February 27, 2026
Logs, Lies, and LLMs
We gave terabytes of CI logs to an LLM
Half the crowd is cheering, half yelling 'hallucination', and a 'bot' accusation steals the show
TLDR: An AI agent reportedly solved flaky build failures by querying billions of log lines in seconds using fast SQL. Commenters are split between excitement over real wins and fears of AI “hallucinations” in noisy logs, with extra drama over a “bot” accusation and calls for smarter, step-by-step methods.
CSI: Build Logs, but make it AI. A dev toolmaker says their robot assistant scanned months of company build logs—1.5 billion lines a week—wrote its own database questions, and found a flaky test’s culprit in seconds. It’s fueled by ClickHouse (a super-fast data store) and lets the bot ask open-ended questions in SQL instead of rigid, prebuilt commands. They claim it can follow breadcrumbs across jobs and log lines, sometimes reading hundreds of millions of rows to pin down when errors first appeared.
The community? Absolutely split. One camp is hyped, calling this the kind of post you screenshot and sneak into your next team sprint. Another camp slams the brakes: LLMs (AI text models) hallucinate, warns a skeptic, saying real-world logs are chaos and cause-and-effect often lives far outside what an AI can see. A third voice jumps in with a nerdy plot twist: “Use Recursive Language Models,” basically teaching the bot to code and reason step-by-step instead of cramming everything into its memory.
And then the side drama: someone calls another commenter “pretty obviously a bot,” which only stokes the fire. Meanwhile, battle-scarred engineers nod along about noise, false alarms, and errors jumping between containers like soap opera characters. The vibe: AI sleuth meets messy reality, with equal parts wow, whoa, and “are we sure this isn’t making stuff up?”
Key Points
- •An LLM-driven agent analyzes CI logs via a SQL interface to diagnose failures quickly.

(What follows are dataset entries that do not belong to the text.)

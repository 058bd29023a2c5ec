//! Post-quantum KEM key source
//!
//! Runs one KEM handshake per `get` over a secure stream claimed from the
//! peer-connection manager. The CLIENT role encapsulates nothing itself: it
//! generates the keypair, ships the public key, and decapsulates the returned
//! ciphertext; the SERVER role does the encapsulation. Reads are byte-exact
//! against the lengths the KEM advertises.

use crate::error::{ProtocolError, Result};
use crate::model::{KeyType, OpenConnectQos};
use crate::source::KeySource;
use async_trait::async_trait;
use braid_crypto::{Kem, KemAlgorithm};
use braid_net::{
    ConnectionRole, NetworkAddress, PeerConnectionManager, PeerSessionReference, PeerSessionType,
    PeerStream,
};
use std::sync::Arc;
use uuid::Uuid;

/// Key source backed by a KEM exchange with the partner daemon
pub struct PqcSource {
    id: String,
    peer_manager: Arc<PeerConnectionManager>,
    peer_address: NetworkAddress,
    role: ConnectionRole,
    algorithm: KemAlgorithm,
    appearance_index: usize,
    kem: Option<Kem>,
    stream: Option<PeerStream>,
    key_stream_id: Option<String>,
}

impl PqcSource {
    /// Build the source for one KEM algorithm of one session.
    ///
    /// `appearance_index` is the 0-based rank of this source among the
    /// session's sources sharing the same algorithm, so that both peers name
    /// the same sub-session even when an algorithm is requested twice.
    pub fn new(
        peer_manager: Arc<PeerConnectionManager>,
        peer_address: NetworkAddress,
        role: ConnectionRole,
        algorithm: KemAlgorithm,
        appearance_index: usize,
    ) -> Result<Self> {
        let id = format!("{}-{}", KeyType::Pqc, Uuid::new_v4());
        tracing::debug!(
            id = %id,
            role = %role,
            algorithm = %algorithm,
            appearance_index,
            "initializing PQC source"
        );

        Ok(Self {
            id,
            peer_manager,
            peer_address,
            role,
            algorithm,
            appearance_index,
            kem: Some(Kem::new(algorithm)?),
            stream: None,
            key_stream_id: None,
        })
    }

    async fn client_side_get(kem: &Kem, stream: &mut PeerStream) -> Result<Vec<u8>> {
        let (public_key, secret_key) = kem.keypair()?;
        tracing::debug!("[CLIENT] public key generated, sending it to the server");
        stream.write_all(&public_key).await?;

        let ciphertext = stream.read_exact(kem.ciphertext_len()).await?;
        tracing::debug!("[CLIENT] received ciphertext, starting decapsulation");

        let shared_secret = kem.decapsulate(&secret_key, &ciphertext)?;
        tracing::debug!("[CLIENT] shared secret decapsulated");
        Ok(shared_secret.to_vec())
    }

    async fn server_side_get(kem: &Kem, stream: &mut PeerStream) -> Result<Vec<u8>> {
        let public_key = stream.read_exact(kem.public_key_len()).await?;
        tracing::debug!("[SERVER] received public key, encapsulating secret");

        let (ciphertext, shared_secret) = kem.encapsulate(&public_key)?;
        stream.write_all(&ciphertext).await?;
        tracing::debug!("[SERVER] ciphertext sent to the client");
        Ok(shared_secret.to_vec())
    }
}

#[async_trait]
impl KeySource for PqcSource {
    fn id(&self) -> &str {
        &self.id
    }

    fn key_type(&self) -> KeyType {
        KeyType::Pqc
    }

    async fn open(&mut self, hybrid_ksid: &str, _qos: &OpenConnectQos) -> Result<()> {
        let reference = PeerSessionReference::new(
            PeerSessionType::Pqc,
            format!("{}-{}-{}", self.algorithm, self.appearance_index, hybrid_ksid),
        );
        let stream = self
            .peer_manager
            .connect_peer(&reference, self.role, &self.peer_address)
            .await?;

        self.stream = Some(stream);
        self.key_stream_id = Some(hybrid_ksid.to_string());
        Ok(())
    }

    async fn get(&mut self) -> Result<Vec<u8>> {
        let kem = self
            .kem
            .as_ref()
            .ok_or_else(|| ProtocolError::Pqc(format!("[{}] KEM already released", self.role)))?;
        let stream = self.stream.as_mut().ok_or_else(|| {
            ProtocolError::Pqc(format!("[{}] secure stream not established", self.role))
        })?;

        let result = match self.role {
            ConnectionRole::Client => Self::client_side_get(kem, stream).await,
            ConnectionRole::Server => Self::server_side_get(kem, stream).await,
        };

        result.map_err(|e| {
            tracing::error!(
                role = %self.role,
                key_stream_id = self.key_stream_id.as_deref().unwrap_or("-"),
                "failure getting key: {}", e
            );
            ProtocolError::Pqc(format!("[{}] {}", self.role, e))
        })
    }

    async fn close(&mut self) {
        if let Some(mut stream) = self.stream.take() {
            stream.shutdown().await;
            tracing::debug!(id = %self.id, "secure stream closed");
        }
        self.kem = None;
    }
}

- •The system ingests ~1.5B log lines and ~700K jobs weekly, stored in ClickHouse with ~35:1 compression.
- •Agent investigations use job metadata 63% of the time and raw log lines 37%, starting broad then drilling down.
- •Across 8,534 sessions, median total rows scanned per question is 335K (P75: 5.2M; P95: 940M); heavy raw-log cases reach 4.3B rows.
- •Each log line stores 48 columns of context; denormalization performs well in ClickHouse’s columnar format, yielding millisecond queries.